Le chiffrage type publié sur cette page part de 105 m², en zone H1c : après un bouquet complet, la consommation recule d'environ 14 400 kWh par an, soit près de 1 550 € au tarif de référence. Côté financement, l'assiette est plafonnée à 40 000 € HT dès trois classes gagnées, l'aide ANAH s'échelonne de 4 000 € à 32 000 € selon le revenu fiscal de référence, et l'accompagnement obligatoire est pris en charge jusqu'à 2 000 €.
Rapporté au parc réel, l'ordre de grandeur est le suivant : de l'ordre de 54 maisons individuelles, environ 44 logements occupés par leur propriétaire, un bassin de travaux structuré autour de CA Agglo Pays d'Issoire. Ce volume ne préjuge d'aucune éligibilité individuelle : il indique seulement où se concentrent, à Rentières, les situations où le scénario décrit sur cette page a le plus de chances d'être pertinent.

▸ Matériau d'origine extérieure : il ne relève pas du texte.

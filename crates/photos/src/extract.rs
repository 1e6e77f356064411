//! EXIF-backed [`MetadataExtractor`].

use crate::metadata::{parse_exif_datetime, GpsReading, MetadataExtractor, PhotoMetadata};
use exif::{Exif, In, Reader, Tag, Value};
use std::fs::File;
use std::io::BufReader;
use std::path::Path;
use summit_geo::Dms;
use tracing::debug;

/// Reads capture time and GPS position from JPEG/TIFF/HEIF EXIF blocks.
#[derive(Debug, Clone, Copy, Default)]
pub struct ExifMetadataExtractor;

impl ExifMetadataExtractor {
    /// Create an extractor.
    pub fn new() -> Self {
        Self
    }

    /// Build metadata from an already parsed EXIF block.
    pub fn from_exif(exif: &Exif) -> PhotoMetadata {
        PhotoMetadata {
            captured_at: capture_time(exif),
            gps_latitude: gps_axis(exif, Tag::GPSLatitude, Tag::GPSLatitudeRef),
            gps_longitude: gps_axis(exif, Tag::GPSLongitude, Tag::GPSLongitudeRef),
            gps_altitude: altitude(exif),
        }
    }
}

impl MetadataExtractor for ExifMetadataExtractor {
    fn extract(&self, path: &Path) -> PhotoMetadata {
        let file = match File::open(path) {
            Ok(file) => file,
            Err(e) => {
                debug!(path = %path.display(), error = %e, "cannot open photo");
                return PhotoMetadata::empty();
            }
        };

        let mut reader = BufReader::new(file);
        match Reader::new().read_from_container(&mut reader) {
            Ok(exif) => Self::from_exif(&exif),
            Err(e) => {
                debug!(path = %path.display(), error = %e, "no readable EXIF");
                PhotoMetadata::empty()
            }
        }
    }
}

fn capture_time(exif: &Exif) -> Option<chrono::NaiveDateTime> {
    [Tag::DateTimeOriginal, Tag::DateTime]
        .into_iter()
        .filter_map(|tag| exif.get_field(tag, In::PRIMARY))
        .find_map(|field| parse_exif_datetime(&field.display_value().to_string()))
}

fn gps_axis(exif: &Exif, value_tag: Tag, ref_tag: Tag) -> Option<GpsReading> {
    let field = exif.get_field(value_tag, In::PRIMARY)?;
    let dms = parse_dms(&field.value)?;
    let reference = exif
        .get_field(ref_tag, In::PRIMARY)
        .and_then(|f| ascii_first_char(&f.value));

    Some(GpsReading::Dms { dms, reference })
}

fn parse_dms(value: &Value) -> Option<Dms> {
    match value {
        Value::Rational(parts) if parts.len() >= 3 => Some(Dms::new(
            parts[0].to_f64(),
            parts[1].to_f64(),
            parts[2].to_f64(),
        )),
        _ => None,
    }
}

fn ascii_first_char(value: &Value) -> Option<char> {
    match value {
        Value::Ascii(strings) => strings
            .first()
            .and_then(|s| s.first())
            .map(|b| char::from(*b).to_ascii_uppercase())
            .filter(char::is_ascii_alphabetic),
        _ => None,
    }
}

fn altitude(exif: &Exif) -> Option<f64> {
    let meters = match &exif.get_field(Tag::GPSAltitude, In::PRIMARY)?.value {
        Value::Rational(parts) => parts.first()?.to_f64(),
        _ => return None,
    };
    if !meters.is_finite() {
        return None;
    }

    // GPSAltitudeRef 1 means below sea level
    let below = exif
        .get_field(Tag::GPSAltitudeRef, In::PRIMARY)
        .and_then(|f| f.value.get_uint(0))
        == Some(1);

    Some(if below { -meters } else { meters })
}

Trésorerie du projet à Rentières : 6 000 € de reste à charge pour le profil le plus aidé, accompagnement pris en charge jusqu'à 2 000 €. Un éco-prêt de quinze ans ramène l'effort à 35 € par mois, à comparer aux 1 550 € d'économie annuelle auxquels la sortie de passoire participe.
Le métré fait foi avant toute discussion de prix : à Rentières, sur une base de 105 m² en zone H1c, la sortie d'une étiquette F ou G représente de l'ordre de 50 logement classé F ou G. Multiplié par un prix unitaire de 28 000 à 55 000 €, on obtient une fourchette de 1 400 000 € à 2 750 000 € TTC, que le plafond d'assiette de 40 000 € HT vient ensuite borner.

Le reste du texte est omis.